Op grond van het vorenstaande zijn het hoger beroep van de Inspecteur en het incidentele hoger beroep van belanghebbende ongegrond.

5. Proceskosten hoger beroep

Het Hof acht termen aanwezig voor een kostenveroordeling als bedoeld in artikel 8:75 van de Algemene wet bestuursrecht ter zake van de door belanghebbende in hoger beroep gemaakte proceskosten. Het Hof stelt deze kosten overeenkomstig het Besluit vast op € 644 (= 2 punten (verweerschrift waarin een incidenteel hoger beroep is begrepen, en de aanwezigheid ter zitting) * wegingsfactor 1 voor het gewicht van de zaak * € 322). Het Hof gaat uit van twee samenhangende zaken (08/00075 en 08/00076), zodat de helft van dit bedrag in de onderhavige procedure moet worden vergoed.

6. Beslissing

Het Gerechtshof

- bevestigt de uitspraak van de Rechtbank;

- veroordeelt de Inspecteur in de proceskosten die belanghebbende in hoger beroep

heeft moeten maken tot een bedrag van € 322 en wijst de Staat aan als de

rechtspersoon die deze kosten moet vergoeden.

Van de Inspecteur zal een griffierecht worden geheven van € 447.

Deze uitspraak is gedaan door mr. R.F.C. Spek, voorzitter, mr. J.P.M. Kooijmans en mr. A.J. Kromhout, in tegenwoordigheid van mr. C.E. te Brake als griffier.

De beslissing is op 7 juli 2009 in het openbaar uitgesproken.

De griffier, De voorzitter,

(C.E. te Brake) (R.F.C. Spek)

Afschriften zijn aangetekend per post verzonden op 7 juli 2009

Tegen deze uitspraak kunnen beide partijen binnen zes weken na de verzenddatum beroep in cassatie instellen bij

de Hoge Raad der Nederlanden (belastingkamer),

Postbus 20303,

2500 EH Den Haag.

Daarbij moet het volgende in acht worden genomen:

1 - bij het beroepschrift wordt een afschrift van deze uitspraak overgelegd;

2 - het beroepschrift moet ondertekend zijn en ten minste het volgende vermelden:

a. de naam en het adres van de indiener;

b. de dagtekening;

c. een omschrijving van de uitspraak waartegen het beroep in cassatie is gericht;

d. de gronden van het beroep in cassatie.

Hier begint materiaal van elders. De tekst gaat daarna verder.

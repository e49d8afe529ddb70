//! This crate provides the core of a virtual globe: an ellipsoidal earth whose terrain is
//! tessellated on demand and draped with tiled imagery, streamed in without ever blocking a frame.
//!
//! # Background
//! A globe is far too large to be held in memory at full resolution. Both the terrain and the
//! imagery are therefore organized as quad-tree pyramids of tiles (see [`tile_data`]),
//! and every frame only the tiles needed for the current view are selected.
//!
//! ## How is the terrain approximated?
//! The [`Tessellator`](terrain::Tessellator) walks its pyramid from the top level tiles down,
//! culls tiles outside of the view frustum and subdivides tiles until their cells appear small
//! enough on screen. The vertices of the selected tiles are computed from the
//! [`ElevationModel`](terrain::ElevationModel) of the globe and kept until the globe changes.
//!
//! ## How is the imagery streamed?
//! Each [`TiledImageLayer`](layer::TiledImageLayer) walks its own pyramid against the same view.
//! Missing tiles are retrieved into a local file cache and decoded on a background task pool
//! (see [`retrieval`] and [`services`]), while the nearest ancestor tile is drawn in their place.
//! Completions are reported back through [`notification`]s and applied on the render thread.

pub mod config;
pub mod layer;
pub mod math;
pub mod notification;
pub mod plugin;
pub mod retrieval;
pub mod scene;
pub mod services;
pub mod terrain;
pub mod tile_data;
pub mod util;
pub mod view;

#[allow(missing_docs)]
pub mod prelude {
    #[doc(hidden)]
    pub use crate::{
        config::{GlobeConfig, TiledImageLayerConfig},
        layer::{SurfaceTileDraw, TiledImageLayer},
        math::{Globe, Location, Sector},
        plugin::{GlobePlugin, GlobeView},
        scene::GlobeScene,
        services::RuntimeServices,
        terrain::{BasicElevationModel, ElevationModel, Tessellator},
        view::{DrawContext, NavigatorState},
    };
}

Voor het instellen van beroep in cassatie is griffierecht verschuldigd. Na het instellen van beroep in cassatie ontvangt de indiener een nota griffierecht van de griffier van de Hoge Raad.

In het cassatieberoepschrift kan de Hoge Raad verzocht worden om de wederpartij te veroordelen in de proceskosten.